Marissa Mayer is a red herring. Despite all the fanfare she’s received in the last year, her status as CEO has largely been irrelevant to Yahoo! Inc. (NASDAQ:YHOO)’s 70% rally. Rather, the continued appreciation of Alibaba, and an aggressive buyback program, have accounted for nearly all of the stock’s gains.
Given Yahoo! Inc. (NASDAQ:YHOO)’s recent earnings results, the core business appears to be deteriorating. The stock may continue to hold up given the hope for Alibaba’s IPO, but once that’s over, investors would be wise to consider getting out.
Alibaba is the Amazon of China
Alibaba has been called the Amazon.com, Inc. (NASDAQ:AMZN) of China. Actually, it’s more than the Amazon.com, Inc. (NASDAQ:AMZN) of China, as it generates more revenue than Amazon.com, Inc. (NASDAQ:AMZN) and eBay Inc (NASDAQ:EBAY) combined.
Luckily for Yahoo! Inc. (NASDAQ:YHOO) shareholders, the company was wise enough to invest in Alibaba years ago. That investment has done incredibly well. Alibaba could be worth $70 billion, and Yahoo! owns nearly a quarter of the company.
When Alibaba IPOs, it has the right to buy half of Yahoo! Inc. (NASDAQ:YHOO)’s stake, or force Yahoo! to sell it into the market. Either way, Yahoo! is poised to get a big chunk of money once Alibaba begins trading.
Yahoo!’s core business is deteriorating
But once Yahoo! has sold off its Alibaba stake, what’s left? Unfortunately, not much.
In its earnings report, the company revealed that ad prices had declined by 12% in the second quarter. At the same time, the company cut guidance for revenue this year.
Earlier this week, comScore said Yahoo!
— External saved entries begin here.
//! CLI argument definitions for parfor.

use std::path::PathBuf;

use clap::{Parser, Subcommand};
use parfor::Mode;

use crate::output::OutputFormat;

/// Validates `[[parallel]]` range-based for loops and rewrites them into
/// parallel `std::for_each` calls.
#[derive(Parser, Debug)]
#[command(name = "parfor", version, disable_help_subcommand = true)]
pub(crate) struct Cli {
    /// Controls how diagnostics are rendered on stderr.
    #[arg(long, value_enum, default_value_t = OutputFormat::Human)]
    pub(crate) format: OutputFormat,
    /// The operation to run.
    #[command(subcommand)]
    pub(crate) command: CliCommand,
}

/// Operations supported by the CLI.
#[derive(Subcommand, Debug, Clone)]
pub(crate) enum CliCommand {
    /// Reports misplaced annotations and unsafe loops without rewriting.
    Lint {
        /// C++ source files to check.
        #[arg(value_name = "FILE", required = true)]
        files: Vec<PathBuf>,
    },
    /// Rewrites every safe annotated loop and prints the resulting files.
    Transform {
        /// C++ source files to rewrite.
        #[arg(value_name = "FILE", required = true)]
        files: Vec<PathBuf>,
    },
}

impl CliCommand {
    /// Returns the pipeline mode the command selects.
    pub(crate) const fn mode(&self) -> Mode {
        match self {
            Self::Lint { .. } => Mode::Lint,
            Self::Transform { .. } => Mode::Transform,
        }
    }

    /// Returns the input files.
    pub(crate) fn files(&self) -> &[PathBuf] {
        match self {
            Self::Lint { files } | Self::Transform { files } => files,
        }
    }
}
Inc. (NASDAQ:YHOO)’s search market share search had declined, now down to just 11.4% of the market.
Can Yahoo! be turned around with acquisitions?
Since Mayer took the role, she’s been using an acquisition strategy to try to turnaround the company. Most of these have been small buys, with the goal of bringing in top engineering talent.
But Yahoo! has made one major acquisition — Tumblr. Can Yahoo! Inc. (NASDAQ:YHOO) actually justify the $1.1 billion it paid for Tumblr? That remains to be seen.
Monetizing Tumblr seems far from an easy task. As Jim Edwards at Business Insider notes, from an advertising standpoint, Tumblr suffers from numerous problems. Namely, it doesn’t really know who its users are — making targeted ads all but impossible.
Are more acquisitions coming?
In the past, I’ve speculated that Yahoo! could be interested in acquiring other major (but smaller) Internet properties like Yelp Inc (NYSE:YELP) or OpenTable Inc (NASDAQ:OPEN).
Back in March, Kara Swisher reported that Yahoo! was interested in making two major acquisitions. Tumblr was obviously the first, but the second has yet to materialize. Yahoo! has been linked to DailyMotion and Hulu, but neither of these deals have gone through.